Records.
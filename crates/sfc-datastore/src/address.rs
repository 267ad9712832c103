//! Tree addressing
//!
//! Provides [`Address`] (container or container entry) and [`Partition`].

use serde::{Deserialize, Serialize};
use std::borrow::Cow;
use std::fmt;

/// Leaf that keys every list entry
pub const KEY_LEAF: &str = "name";

/// Logical partition of the store
#[derive(Debug, Clone, Copy, PartialEq, Eq, PartialOrd, Ord, Hash, Serialize, Deserialize)]
#[serde(rename_all = "kebab-case")]
pub enum Partition {
    /// Intended configuration, written by management operations
    Configuration,
    /// Derived operational state
    Operational,
}

impl fmt::Display for Partition {
    fn fmt(&self, f: &mut fmt::Formatter<'_>) -> fmt::Result {
        match self {
            Self::Configuration => write!(f, "config"),
            Self::Operational => write!(f, "operational"),
        }
    }
}

/// Hierarchical address of a tree node
///
/// Either a whole container (`key == None`) or a single keyed entry.
#[derive(Debug, Clone, PartialEq, Eq, PartialOrd, Ord, Hash)]
pub struct Address {
    container: Cow<'static, str>,
    key: Option<String>,
}

impl Address {
    /// Address of a root container
    #[inline]
    #[must_use]
    pub const fn container(name: &'static str) -> Self {
        Self {
            container: Cow::Borrowed(name),
            key: None,
        }
    }

    /// Address of the entry keyed `key` inside this address's container
    #[inline]
    #[must_use]
    pub fn child(&self, key: impl Into<String>) -> Self {
        Self {
            container: self.container.clone(),
            key: Some(key.into()),
        }
    }

    /// Address of the enclosing container
    #[inline]
    #[must_use]
    pub fn parent(&self) -> Self {
        Self {
            container: self.container.clone(),
            key: None,
        }
    }

    /// Container name
    #[inline]
    #[must_use]
    pub fn container_name(&self) -> &str {
        &self.container
    }

    /// Entry key, `None` for container addresses
    #[inline]
    #[must_use]
    pub fn key(&self) -> Option<&str> {
        self.key.as_deref()
    }

    /// Whether this addresses a whole container
    #[inline]
    #[must_use]
    pub fn is_container(&self) -> bool {
        self.key.is_none()
    }

    /// Whether `other` is an entry of the container addressed by `self`
    #[must_use]
    pub fn contains(&self, other: &Address) -> bool {
        self.is_container() && !other.is_container() && self.container == other.container
    }
}

impl fmt::Display for Address {
    fn fmt(&self, f: &mut fmt::Formatter<'_>) -> fmt::Result {
        match &self.key {
            Some(key) => write!(f, "{}/{}", self.container, key),
            None => write!(f, "{}", self.container),
        }
    }
}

Exercise brief.
Your answer must be the lines from the first line of the entries above through the line that contains "Hash, Serialize, Deserialize)]", written out exactly.

Written answer.
filename crates/sfc-datastore/src/address.rs
repository 267ad9712832c103
//! Tree addressing
//!
//! Provides [`Address`] (container or container entry) and [`Partition`].

use serde::{Deserialize, Serialize};
use std::borrow::Cow;
use std::fmt;

/// Leaf that keys every list entry
pub const KEY_LEAF: &str = "name";

/// Logical partition of the store
#[derive(Debug, Clone, Copy, PartialEq, Eq, PartialOrd, Ord, Hash, Serialize, Deserialize)]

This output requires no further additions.